The answer to that question was provided in the wake of the Alfie Evans case by a headline in the Wall Street Journal: “Alfie Evans and the State. A medical debate that’s gone global is not about the money. It’s about power.” That is the real truth. The medical and judicial establishments exert power of life and death; any challenge to that arbitrary power is seen as threatening a virility symbol, especially when foreign governments are involved.
In recent decades the British establishment has developed an aggressively secular/humanist mindset in which innocent life is not valued of itself but for its so-called “quality”. Although some conflicting medical evidence suggested RS might be moving into a minimally conscious state, the hospital trust wanted to end his nutrition because, as one specialist expressed it, they believed he would never “achieve a meaningful quality of life”.
Quality of life is a genuine concern, but it is being abused.
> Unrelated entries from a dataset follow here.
//! Notification repository contracts and SQLite implementation.
//!
//! # Responsibility
//! - Persist reconciled reminders idempotently, keyed by `dedup_key`.
//! - Serve the paged in-app notification feed and read-state updates.
//!
//! # Invariants
//! - `apply_upsert` runs in one `BEGIN IMMEDIATE` transaction; concurrent
//!   reconcilers for the same user serialize on it and cannot double-insert.
//! - Read rows are never rewritten or superseded.
//! - Feed order is `scheduled_for DESC, id ASC`.

use super::{ensure_connection_ready, int_to_bool, RepoError, RepoResult};
use crate::calendar::format_date;
use crate::model::notification::{
    Channel, DedupKey, Notification, NotificationId, NotificationUpsert,
};
use crate::model::UserId;
use rusqlite::types::Value;
use rusqlite::{params, params_from_iter, Connection, Row, Transaction, TransactionBehavior};
use uuid::Uuid;

const NOTIFICATIONS_DEFAULT_LIMIT: u32 = 20;
const NOTIFICATIONS_LIMIT_MAX: u32 = 100;

const NOTIFICATION_SELECT_SQL: &str = "SELECT
    id, user_id, animal_id, channel, dedup_key, title, body, metadata, is_read, created_at
FROM notifications";

/// What `apply_upsert` did with one instruction.
#[derive(Debug, Clone, Copy, PartialEq, Eq)]
pub enum UpsertOutcome {
    Inserted,
    /// Unread row rewritten, either in place or by superseding a stale slot.
    Updated,
    Unchanged,
}

/// Query options for the notification feed.
#[derive(Debug, Clone, Default, PartialEq, Eq)]
pub struct NotificationPageQuery {
    pub user_id: UserId,
    pub unread_only: bool,
    /// Maximum rows to return. Defaults to 20 and clamps to 100.
    pub limit: Option<u32>,
    pub offset: u32,
}

pub trait NotificationStore {
    /// Every notification of one user, read or unread, in feed order.
    fn list_notifications(&self, user_id: UserId) -> RepoResult<Vec<Notification>>;
    /// Applies one reconciliation instruction atomically.
    fn apply_upsert(&self, upsert: &NotificationUpsert) -> RepoResult<UpsertOutcome>;
    fn list_page(&self, query: &NotificationPageQuery) -> RepoResult<Vec<Notification>>;
    /// Returns `false` when the notification was already read.
    fn mark_read(&self, user_id: UserId, id: NotificationId) -> RepoResult<bool>;
    fn mark_all_read(&self, user_id: UserId) -> RepoResult<usize>;
    fn unread_count(&self, user_id: UserId) -> RepoResult<u32>;
}

pub struct SqliteNotificationRepository<'conn> {
    conn: &'conn Connection,
}

impl<'conn> SqliteNotificationRepository<'conn> {
    pub fn try_new(conn: &'conn Connection) -> RepoResult<Self> {
        ensure_connection_ready(conn)?;
        Ok(Self { conn })
    }
}

impl NotificationStore for SqliteNotificationRepository<'_> {
    fn list_notifications(&self, user_id: UserId) -> RepoResult<Vec<Notification>> {
        let mut stmt = self.conn.prepare(&format!(
            "{NOTIFICATION_SELECT_SQL} WHERE user_id = ?1 ORDER BY scheduled_for DESC, id ASC;"
        ))?;
        let mut rows = stmt.query([user_id])?;
        let mut notifications = Vec::new();
        while let Some(row) = rows.next()? {
            notifications.push(parse_notification_row(row)?);
        }
        Ok(notifications)
    }

    fn apply_upsert(&self, upsert: &NotificationUpsert) -> RepoResult<UpsertOutcome> {
        let key = upsert.dedup_key.encode();
        let scheduled_for = format_date(upsert.scheduled_for());
        let metadata = upsert.metadata.to_string();
        let now = now_epoch_ms();

        let tx = Transaction::new_unchecked(self.conn, TransactionBehavior::Immediate)?;

        if let Some(stale) = &upsert.supersedes {
            let moved = tx.execute(
                "UPDATE notifications
                 SET dedup_key = ?3,
                     scheduled_for = ?4,
                     animal_id = ?5,
                     title = ?6,
                     body = ?7,
                     metadata = ?8,
                     updated_at = ?9
                 WHERE user_id = ?1
                   AND dedup_key = ?2
                   AND is_read = 0
                   AND NOT EXISTS (SELECT 1 FROM notifications WHERE dedup_key = ?3);",
                params![
                    upsert.user_id,
                    stale.encode(),
                    key,
                    scheduled_for,
                    upsert.animal_id,
                    upsert.title,
                    upsert.body,
                    metadata,
                    now,
                ],
            )?;
            if moved == 1 {
                tx.commit()?;
                return Ok(UpsertOutcome::Updated);
            }
        }

        let inserted = tx.execute(
            "INSERT INTO notifications (
                id, user_id, animal_id, channel, type, source_id, scheduled_for,
                dedup_key, title, body, metadata, is_read, created_at, updated_at
            ) VALUES (?1, ?2, ?3, ?4, ?5, ?6, ?7, ?8, ?9, ?10, ?11, 0, ?12, ?12)
            ON CONFLICT (dedup_key) DO NOTHING;",
            params![
                Uuid::new_v4().to_string(),
                upsert.user_id,
                upsert.animal_id,
                upsert.channel.as_str(),
                upsert.kind().as_str(),
                upsert.source_id(),
                scheduled_for,
                key,
                upsert.title,
                upsert.body,
                metadata,
                now,
            ],
        )?;
        if inserted == 1 {
            tx.commit()?;
            return Ok(UpsertOutcome::Inserted);
        }

        let refreshed = tx.execute(
            "UPDATE notifications
             SET title = ?3, body = ?4, metadata = ?5, animal_id = ?6, updated_at = ?7
             WHERE user_id = ?1
               AND dedup_key = ?2
               AND is_read = 0
               AND (title <> ?3 OR body <> ?4 OR metadata <> ?5
                    OR animal_id IS NOT ?6);",
            params![
                upsert.user_id,
                key,
                upsert.title,
                upsert.body,
                metadata,
                upsert.animal_id,
                now,
            ],
        )?;
        tx.commit()?;

        if refreshed == 1 {
            Ok(UpsertOutcome::Updated)
        } else {
            Ok(UpsertOutcome::Unchanged)
        }
    }

    fn list_page(&self, query: &NotificationPageQuery) -> RepoResult<Vec<Notification>> {
        let mut sql = format!("{NOTIFICATION_SELECT_SQL} WHERE user_id = ?");
        let mut bind_values = vec![Value::Integer(query.user_id)];
        if query.unread_only {
            sql.push_str(" AND is_read = 0");
        }
        sql.push_str(" ORDER BY scheduled_for DESC, id ASC LIMIT ?");
        bind_values.push(Value::Integer(i64::from(normalize_page_limit(query.limit))));
        if query.offset > 0 {
            sql.push_str(" OFFSET ?");
            bind_values.push(Value::Integer(i64::from(query.offset)));
        }
        sql.push(';');

        let mut stmt = self.conn.prepare(&sql)?;
        let mut rows = stmt.query(params_from_iter(bind_values))?;
        let mut notifications = Vec::new();
        while let Some(row) = rows.next()? {
            notifications.push(parse_notification_row(row)?);
        }
        Ok(notifications)
    }

    fn mark_read(&self, user_id: UserId, id: NotificationId) -> RepoResult<bool> {
        let id_text = id.to_string();
        let is_read: Option<i64> = {
            let mut stmt = self
                .conn
                .prepare("SELECT is_read FROM notifications WHERE user_id = ?1 AND id = ?2;")?;
            let mut rows = stmt.query(params![user_id, id_text])?;
            match rows.next()? {
                Some(row) => Some(row.get(0)?),
                None => None,
            }
        };
        match is_read {
            None => Err(RepoError::not_found("notification", id)),
            Some(1) => Ok(false),
            Some(_) => {
                self.conn.execute(
                    "UPDATE notifications SET is_read = 1, updated_at = ?3
                     WHERE user_id = ?1 AND id = ?2;",
                    params![user_id, id_text, now_epoch_ms()],
                )?;
                Ok(true)
            }
        }
    }

    fn mark_all_read(&self, user_id: UserId) -> RepoResult<usize> {
        let changed = self.conn.execute(
            "UPDATE notifications SET is_read = 1, updated_at = ?2
             WHERE user_id = ?1 AND is_read = 0;",
            params![user_id, now_epoch_ms()],
        )?;
        Ok(changed)
    }

    fn unread_count(&self, user_id: UserId) -> RepoResult<u32> {
        let count: u32 = self.conn.query_row(
            "SELECT COUNT(*) FROM notifications WHERE user_id = ?1 AND is_read = 0;",
            [user_id],
            |row| row.get(0),
        )?;
        Ok(count)
    }
}

/// Normalizes the feed page size.
pub fn normalize_page_limit(limit: Option<u32>) -> u32 {
    match limit {
        Some(0) | None => NOTIFICATIONS_DEFAULT_LIMIT,
        Some(value) if value > NOTIFICATIONS_LIMIT_MAX => NOTIFICATIONS_LIMIT_MAX,
        Some(value) => value,
    }
}

fn parse_notification_row(row: &Row<'_>) -> RepoResult<Notification> {
    let id_text: String = row.get("id")?;
    let channel_text: String = row.get("channel")?;
    let key_text: String = row.get("dedup_key")?;
    let metadata_text: String = row.get("metadata")?;

    Ok(Notification {
        id: Uuid::parse_str(&id_text).map_err(|_| {
            RepoError::InvalidData(format!("invalid uuid `{id_text}` in notifications.id"))
        })?,
        user_id: row.get("user_id")?,
        animal_id: row.get("animal_id")?,
        channel: Channel::parse(&channel_text).ok_or_else(|| {
            RepoError::InvalidData(format!(
                "invalid channel `{channel_text}` in notifications.channel"
            ))
        })?,
        dedup_key: DedupKey::decode(&key_text).ok_or_else(|| {
            RepoError::InvalidData(format!(
                "invalid dedup key `{key_text}` in notifications.dedup_key"
            ))
        })?,
        title: row.get("title")?,
        body: row.get("body")?,
        metadata: serde_json::from_str(&metadata_text).map_err(|err| {
            RepoError::InvalidData(format!("invalid json in notifications.metadata: {err}"))
        })?,
        is_read: int_to_bool(row.get("is_read")?, "notifications.is_read")?,
        created_at: row.get("created_at")?,
    })
}

fn now_epoch_ms() -> i64 {
    chrono::Utc::now().timestamp_millis()
}
//! Connection bootstrap utilities for SQLite.
//!
//! # Invariants
//! - Returned connections have `foreign_keys=ON` and a busy timeout, so a
//!   scheduled reconciliation and an interactive write wait on each other
//!   instead of failing.
//! - Returned connections have migrations fully applied.

use super::migrations::apply_migrations;
use super::DbResult;
use log::{error, info};
use rusqlite::Connection;
use std::path::Path;
use std::time::{Duration, Instant};

const BUSY_TIMEOUT: Duration = Duration::from_secs(5);

/// Opens a SQLite database file and applies all pending migrations.
///
/// # Side effects
/// - Emits `db_open` logging events with duration and status.
pub fn open_db(path: impl AsRef<Path>) -> DbResult<Connection> {
    open_with("file", || Connection::open(path))
}

/// Opens an in-memory SQLite database and applies all pending migrations.
pub fn open_db_in_memory() -> DbResult<Connection> {
    open_with("memory", Connection::open_in_memory)
}

fn open_with(
    mode: &'static str,
    open: impl FnOnce() -> rusqlite::Result<Connection>,
) -> DbResult<Connection> {
    let started_at = Instant::now();
    info!("event=db_open module=db status=start mode={mode}");

    let mut conn = open().map_err(|err| {
        error!(
            "event=db_open module=db status=error mode={mode} duration_ms={} error_code=db_open_failed error={err}",
            started_at.elapsed().as_millis()
        );
        err
    })?;

    if let Err(err) = bootstrap_connection(&mut conn) {
        error!(
            "event=db_open module=db status=error mode={mode} duration_ms={} error_code=db_bootstrap_failed error={err}",
            started_at.elapsed().as_millis()
        );
        return Err(err);
    }

    info!(
        "event=db_open module=db status=ok mode={mode} duration_ms={}",
        started_at.elapsed().as_millis()
    );
    Ok(conn)
}

fn bootstrap_connection(conn: &mut Connection) -> DbResult<()> {
    conn.execute_batch("PRAGMA foreign_keys = ON;")?;
    conn.busy_timeout(BUSY_TIMEOUT)?;
    apply_migrations(conn)?;
    Ok(())
}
The term “bed blockers”, the callous “herd immunity” mantra at the beginning of the coronavirus pandemic, the routine abortion of 90 per cent of Down Syndrome babies, the pressure to legalise euthanasia despite its abuse in Belgium and the Netherlands – all these are symptoms of the return, even the triumph, in British society of the loathsome cult of eugenics.
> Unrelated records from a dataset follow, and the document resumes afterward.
fn plan_reminders<'a>(
    record: &'a BreedingRecord,
    due: DueDates,
    today: NaiveDate,
    window_end: NaiveDate,
    config: &EngineConfig,
    planned: &mut Vec<PlannedReminder<'a>>,
) {
    let mut push = |kind, scheduled_for| {
        planned.push(PlannedReminder {
            key: DedupKey::new(kind, record.id, scheduled_for),
            record,
            due,
        });
    };

    if record.is_unchecked() && is_within(due.pregnancy_check_due, today, window_end) {
        push(NotificationKind::PdCheck, due.pregnancy_check_due);
    }

    if record.is_confirmed_pregnant()
        && is_within(due.expected_calving_due, today, window_end)
    {
        push(NotificationKind::ExpectedCalving, due.expected_calving_due);
    }

    // Applies to unchecked and confirmed-pregnant cycles alike: a positive PD
    // with no calving long after the due date still needs re-evaluation.
    let grace = i64::from(config.reopen_grace_days);
    if days_between(today, due.expected_calving_due) > grace {
        // First day the grace period counts as exceeded; stable across runs.
        if let Ok(reopen_on) = add_days(due.expected_calving_due, grace + 1) {
            push(NotificationKind::ReopenBreeding, reopen_on);
        }
    }
}

fn diff_against_existing(
    input: &ReconcileInput<'_>,
    planned: Vec<PlannedReminder<'_>>,
) -> Vec<NotificationUpsert> {
    let own_existing: Vec<&Notification> = input
        .existing
        .iter()
        .filter(|notification| notification.user_id == input.user_id)
        .collect();
    let known_keys: HashSet<&DedupKey> = own_existing.iter().map(|n| &n.dedup_key).collect();

    // Most recent unread row per slot is the one a shifted date rewrites.
    let mut unread_by_slot: HashMap<(NotificationKind, BreedingId), &Notification> =
        HashMap::new();
    for &notification in own_existing.iter().filter(|n| !n.is_read) {
        let slot = notification.dedup_key.slot();
        let replace = match unread_by_slot.get(&slot) {
            None => true,
            Some(current) => {
                (notification.created_at, notification.id) > (current.created_at, current.id)
            }
        };
        if replace {
            unread_by_slot.insert(slot, notification);
        }
    }

    let tags: HashMap<AnimalId, &str> = input
        .animals
        .iter()
        .filter(|animal| animal.user_id == input.user_id)
        .map(|animal| (animal.id, animal.ear_tag.as_str()))
        .collect();

    let mut upserts: Vec<NotificationUpsert> = planned
        .into_iter()
        .filter(|reminder| !known_keys.contains(&reminder.key))
        .map(|reminder| {
            let supersedes = unread_by_slot
                .get(&reminder.key.slot())
                .map(|existing| existing.dedup_key.clone());
            let tag = tags
                .get(&reminder.record.animal_id)
                .map(|tag| (*tag).to_string())
                .unwrap_or_else(|| format!("animal #{}", reminder.record.animal_id));
            build_upsert(input.user_id, &reminder, &tag, supersedes)
        })
        .collect();

    upserts.sort_by(|a, b| {
        (a.scheduled_for(), a.source_id(), a.kind()).cmp(&(
            b.scheduled_for(),
            b.source_id(),
            b.kind(),
        ))
    });
    upserts
}

fn build_upsert(
    user_id: UserId,
    reminder: &PlannedReminder<'_>,
    tag: &str,
    supersedes: Option<DedupKey>,
) -> NotificationUpsert {
    let due = &reminder.due;
    let breeding_date = format_date(due.breeding_date);
    let (title, body, due_date) = match reminder.key.kind {
        NotificationKind::PdCheck => (
            format!("PD check due for {tag}"),
            format!(
                "Pregnancy diagnosis for {tag} is due on {} (bred {breeding_date}).",
                format_date(due.pregnancy_check_due)
            ),
            due.pregnancy_check_due,
        ),
        NotificationKind::ExpectedCalving => (
            format!("Calving expected for {tag}"),
            format!(
                "{tag} is expected to calve on {} (bred {breeding_date}).",
                format_date(due.expected_calving_due)
            ),
            due.expected_calving_due,
        ),
        NotificationKind::ReopenBreeding => (
            format!("Re-evaluate breeding for {tag}"),
            format!(
                "{tag} was expected to calve on {} and no calving or negative PD has been \
                 recorded since. Re-check pregnancy and consider rebreeding.",
                format_date(due.expected_calving_due)
            ),
            due.expected_calving_due,
        ),
    };

    NotificationUpsert {
        dedup_key: reminder.key.clone(),
        user_id,
        animal_id: Some(reminder.record.animal_id),
        channel: Channel::InApp,
        title,
        body,
        metadata: json!({
            "type": reminder.key.kind.as_str(),
            "breeding_id": reminder.record.id,
            "animal_id": reminder.record.animal_id,
            "breeding_date": breeding_date,
            "due_date": format_date(due_date),
        }),
        supersedes,
    }
}

/// Breeding record ids named by `reopen_breeding` upserts.
pub fn reopen_candidates(upserts: &[NotificationUpsert]) -> Vec<BreedingId> {
    let mut ids: Vec<BreedingId> = upserts
        .iter()
        .filter(|upsert| upsert.kind() == NotificationKind::ReopenBreeding)
        .map(NotificationUpsert::source_id)
        .collect();
    ids.sort_unstable();
    ids.dedup();
    ids
}

#[cfg(test)]
mod tests {
    use super::{reconcile, reopen_candidates, ReconcileInput};
    use crate::calendar::{add_days, format_date};
    use crate::config::EngineConfig;
    use crate::error::EngineError;
    use crate::model::animal::{Animal, Sex};
    use crate::model::breeding::{BreedingMethod, BreedingRecord, PdResult};
    use crate::model::calving::Calving;
    use crate::model::notification::{Notification, NotificationKind, NotificationUpsert};
    use chrono::NaiveDate;
    use uuid::Uuid;

    const USER: i64 = 1;

    fn today() -> NaiveDate {
        NaiveDate::from_ymd_opt(2024, 6, 30).unwrap()
    }

    fn config() -> EngineConfig {
        EngineConfig::new(55, 280).unwrap()
    }

    fn days_ago(days: i64) -> String {
        format_date(add_days(today(), -days).unwrap())
    }

    fn cow(id: i64, tag: &str) -> Animal {
        let mut animal = Animal::new(USER, tag, Sex::Female);
        animal.id = id;
        animal
    }

    fn bred(id: i64, animal_id: i64, days: i64) -> BreedingRecord {
        let mut record =
            BreedingRecord::new(USER, animal_id, days_ago(days), BreedingMethod::Natural);
        record.id = id;
        record
    }

    fn run(
        records: &[BreedingRecord],
        calvings: &[Calving],
        existing: &[Notification],
    ) -> super::ReconcileOutcome {
        run_with(&config(), records, calvings, existing)
    }

    fn run_with(
        config: &EngineConfig,
        records: &[BreedingRecord],
        calvings: &[Calving],
        existing: &[Notification],
    ) -> super::ReconcileOutcome {
        let animals = vec![cow(10, "1042"), cow(11, "1043")];
        reconcile(
            &ReconcileInput {
                user_id: USER,
                today: today(),
                animals: &animals,
                breeding_records: records,
                calvings,
                existing,
            },
            config,
        )
    }

    /// What a store would hold after applying `upserts`.
    fn persisted(upserts: &[NotificationUpsert]) -> Vec<Notification> {
        upserts
            .iter()
            .enumerate()
            .map(|(index, upsert)| Notification {
                id: Uuid::new_v4(),
                user_id: upsert.user_id,
                animal_id: upsert.animal_id,
                channel: upsert.channel,
                dedup_key: upsert.dedup_key.clone(),
                title: upsert.title.clone(),
                body: upsert.body.clone(),
                metadata: upsert.metadata.clone(),
                is_read: false,
                created_at: index as i64,
            })
            .collect()
    }

    #[test]
    fn pd_check_inside_window_is_emitted_with_metadata() {
        // Bred 50 days ago: PD due in 5 days, inside the 7-day window.
        let outcome = run(&[bred(1, 10, 50)], &[], &[]);
        assert!(outcome.warnings.is_empty());
        assert_eq!(outcome.upserts.len(), 1);

        let upsert = &outcome.upserts[0];
        assert_eq!(upsert.kind(), NotificationKind::PdCheck);
        assert_eq!(upsert.scheduled_for(), add_days(today(), 5).unwrap());
        assert_eq!(upsert.animal_id, Some(10));
        assert_eq!(upsert.title, "PD check due for 1042");
        assert_eq!(upsert.metadata["breeding_id"], 1);
        assert_eq!(upsert.supersedes, None);
    }

    #[test]
    fn pd_check_outside_window_is_not_emitted() {
        assert!(run(&[bred(1, 10, 40)], &[], &[]).upserts.is_empty());
        assert!(run(&[bred(1, 10, 56)], &[], &[]).upserts.is_empty());
    }

    #[test]
    fn lookahead_window_comes_from_config() {
        let same_day_only = config().with_lookahead_days(0);
        assert!(run_with(&same_day_only, &[bred(1, 10, 50)], &[], &[])
            .upserts
            .is_empty());
        let due_today = run_with(&same_day_only, &[bred(1, 10, 55)], &[], &[]);
        assert_eq!(due_today.upserts.len(), 1);
        assert_eq!(due_today.upserts[0].scheduled_for(), today());

        let wide = config().with_lookahead_days(10);
        assert_eq!(run_with(&wide, &[bred(1, 10, 46)], &[], &[]).upserts.len(), 1);
    }

    #[test]
    fn second_pass_over_applied_result_is_empty() {
        let records = vec![bred(1, 10, 50), bred(2, 11, 301)];
        let first = run(&records, &[], &[]);
        assert_eq!(first.upserts.len(), 2);

        let stored = persisted(&first.upserts);
        let second = run(&records, &[], &stored);
        assert!(second.upserts.is_empty());
    }

    #[test]
    fn confirmed_pregnancy_gets_calving_reminder() {
        let mut record = bred(1, 10, 275);
        record.pd_result = PdResult::Pregnant;
        let outcome = run(&[record], &[], &[]);
        assert_eq!(outcome.upserts.len(), 1);
        assert_eq!(outcome.upserts[0].kind(), NotificationKind::ExpectedCalving);
        assert_eq!(
            outcome.upserts[0].scheduled_for(),
            add_days(today(), 5).unwrap()
        );
    }

    #[test]
    fn overdue_unchecked_cycle_emits_exactly_one_reopen() {
        let outcome = run(&[bred(1, 10, 300)], &[], &[]);
        assert_eq!(outcome.upserts.len(), 1);
        let upsert = &outcome.upserts[0];
        assert_eq!(upsert.kind(), NotificationKind::ReopenBreeding);
        // 280 days gestation + 14 grace, first exceeded on day 295.
        assert_eq!(upsert.scheduled_for(), add_days(today(), -5).unwrap());
        assert_eq!(reopen_candidates(&outcome.upserts), vec![1]);
    }

    #[test]
    fn overdue_confirmed_pregnancy_also_reopens() {
        let mut record = bred(1, 10, 300);
        record.pd_result = PdResult::Pregnant;
        let outcome = run(&[record], &[], &[]);
        assert_eq!(outcome.upserts.len(), 1);
        assert_eq!(outcome.upserts[0].kind(), NotificationKind::ReopenBreeding);
    }

    #[test]
    fn reopen_waits_for_the_grace_period() {
        assert!(run(&[bred(1, 10, 294)], &[], &[]).upserts.is_empty());
        assert_eq!(run(&[bred(1, 10, 295)], &[], &[]).upserts.len(), 1);
    }

    #[test]
    fn recorded_calving_closes_the_cycle() {
        let mut record = bred(1, 10, 278);
        record.pd_result = PdResult::Pregnant;
        let pending = run(&[record.clone()], &[], &[]);
        assert_eq!(pending.upserts.len(), 1);
        let stored = persisted(&pending.upserts);

        let mut calving = Calving::new(USER, 10, days_ago(0));
        calving.id = 5;
        calving.breeding_id = Some(1);
        let after = run(&[record], &[calving], &stored);
        assert!(after.upserts.is_empty());
        assert!(after.warnings.is_empty());
    }

    #[test]
    fn calving_credited_to_another_service_suppresses_reopen() {
        let unchecked = bred(1, 10, 540);
        let mut confirmed = bred(2, 10, 520);
        confirmed.pd_result = PdResult::Pregnant;
        let mut calving = Calving::new(USER, 10, days_ago(240));
        calving.id = 5;
        calving.breeding_id = Some(2);

        let outcome = run(&[unchecked, confirmed], &[calving], &[]);
        assert!(outcome.upserts.is_empty());
        assert!(outcome.warnings.is_empty());
    }

    #[test]
    fn negative_pd_stops_all_reminders() {
        let mut record = bred(1, 10, 300);
        record.pd_result = PdResult::NotPregnant;
        assert!(run(&[record], &[], &[]).upserts.is_empty());
    }

    #[test]
    fn shifted_due_date_supersedes_unread_row() {
        let original = run(&[bred(1, 10, 50)], &[], &[]);
        let stored = persisted(&original.upserts);

        // Breeding date corrected one day later: PD moves one day later.
        let shifted = run(&[bred(1, 10, 49)], &[], &stored);
        assert_eq!(shifted.upserts.len(), 1);
        assert_eq!(
            shifted.upserts[0].supersedes.as_ref(),
            Some(&stored[0].dedup_key)
        );
    }

    #[test]
    fn read_rows_are_not_superseded() {
        let original = run(&[bred(1, 10, 50)], &[], &[]);
        let mut stored = persisted(&original.upserts);
        stored[0].is_read = true;

        let shifted = run(&[bred(1, 10, 49)], &[], &stored);
        assert_eq!(shifted.upserts.len(), 1);
        assert_eq!(shifted.upserts[0].supersedes, None);
    }

    #[test]
    fn two_open_records_are_ambiguous_and_withheld() {
        let outcome = run(&[bred(1, 10, 50), bred(2, 10, 52), bred(3, 11, 50)], &[], &[]);
        assert_eq!(outcome.upserts.len(), 1);
        assert_eq!(outcome.upserts[0].source_id(), 3);
        assert_eq!(
            outcome.warnings,
            vec![EngineError::AmbiguousState {
                animal_id: 10,
                breeding_ids: vec![1, 2],
            }]
        );
    }

    #[test]
    fn bad_date_is_isolated_to_its_record() {
        let mut broken = bred(1, 10, 50);
        broken.breeding_date = Some("2024-02-31".to_string());
        let outcome = run(&[broken, bred(2, 11, 50)], &[], &[]);
        assert_eq!(outcome.upserts.len(), 1);
        assert_eq!(outcome.upserts[0].source_id(), 2);
        assert_eq!(outcome.warnings.len(), 1);
        assert_eq!(outcome.warnings[0].code(), "invalid_date");
    }

    #[test]
    fn other_users_rows_are_ignored() {
        let mut foreign = bred(1, 10, 50);
        foreign.user_id = 2;
        assert!(run(&[foreign], &[], &[]).upserts.is_empty());
    }

    #[test]
    fn unknown_animal_falls_back_to_id_in_title() {
        let outcome = run(&[bred(1, 77, 50)], &[], &[]);
        assert_eq!(outcome.upserts[0].title, "PD check due for animal #77");
    }
}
Somehow, we have gained a collective impression that a life that is not active, particularly economically active, is of secondary value. This is morally corrosive. The pathetic cliché “We need to have a national conversation” is not a serious way of phrasing the problem; but we do need to pause and engage in a radical reappraisal of where we stand, as a society, on so fundamental an issue as life and death.
The decline in the influence of Christianity has had a detrimental effect on the nation’s moral sensibilities. Sentimentality – an erratic and potentially cruel emotion (the Nazis were very sentimental) – has displaced true compassion. For the best part of two millennia the moderating influence of Christianity on law, the waging of war and every other morally related activity softened the cruelty epitomized by the Roman arena. With that restraint largely sidelined, society is slipping back into old habits of barbarism, often disguised as new, progressive expressions of compassion. Civilization will only learn by the bitter experience of reliving history that ethics are not an adequate substitute for morals.
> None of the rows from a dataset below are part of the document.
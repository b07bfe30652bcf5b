// SPDX-License-Identifier: MPL-2.0
//! Port definitions implemented by infrastructure adapters.

pub mod notifier;

pub use notifier::{NullNotifier, SelectionNotifier};
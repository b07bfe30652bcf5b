// SPDX-License-Identifier: MPL-2.0
//! `tariff_slider` is a stepped tariff-selection slider built with the
//! Iced GUI toolkit.
//!
//! The interaction/geometry engine (`engine`) is framework-free and fully
//! deterministic: pointer events map through pure geometry and snapping
//! onto a discrete selection, and each completed gesture emits exactly one
//! commit. The Iced canvas, the HTTP selection notifier, and the demo
//! application live in separate layers around it.

#![doc(html_root_url = "https://docs.rs/tariff_slider/0.1.0")]

pub mod app;
pub mod application;
pub mod config;
pub mod diagnostics;
pub mod domain;
pub mod engine;
pub mod error;
pub mod infrastructure;
pub mod ui;

#[cfg(test)]
mod test_utils;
Looming over the whole debate is the ever encroaching role of the state. Despite the outcry in the wake of the Alfie Evans case, where is the robust “Alfie’s Law” to re-empower parents? The onward march of the intruder state has become a stampede. UK law on organ donation now presumes the consent of anyone who dies to have their organs harvested, unless they specifically opt out by having their name entered on a special register.
The monstrous presumption behind this legislation is that the state owns all our bodies and is entitled to carve them up at will, unless we go cap-in-hand and redeem them, as in a pawnshop, from the all-powerful government. How long before even the right of opt-out is removed from us?
The death of RS, detained on British soil to die while his countrymen sought to bring him home and care for him, is just the latest potent demonstration of the lethal outreach of a doctrinaire state. This is not a British phenomenon: most European courts are at least as bad and the brief intervention by the European Court of Human Rights was downright scandalous. Making Brexit work is about more than fluid trade; it should also be about the rediscovery of the moderation, common sense, fairness, compassion and civilised mores that formerly made this country a good place to live and a safe place to die.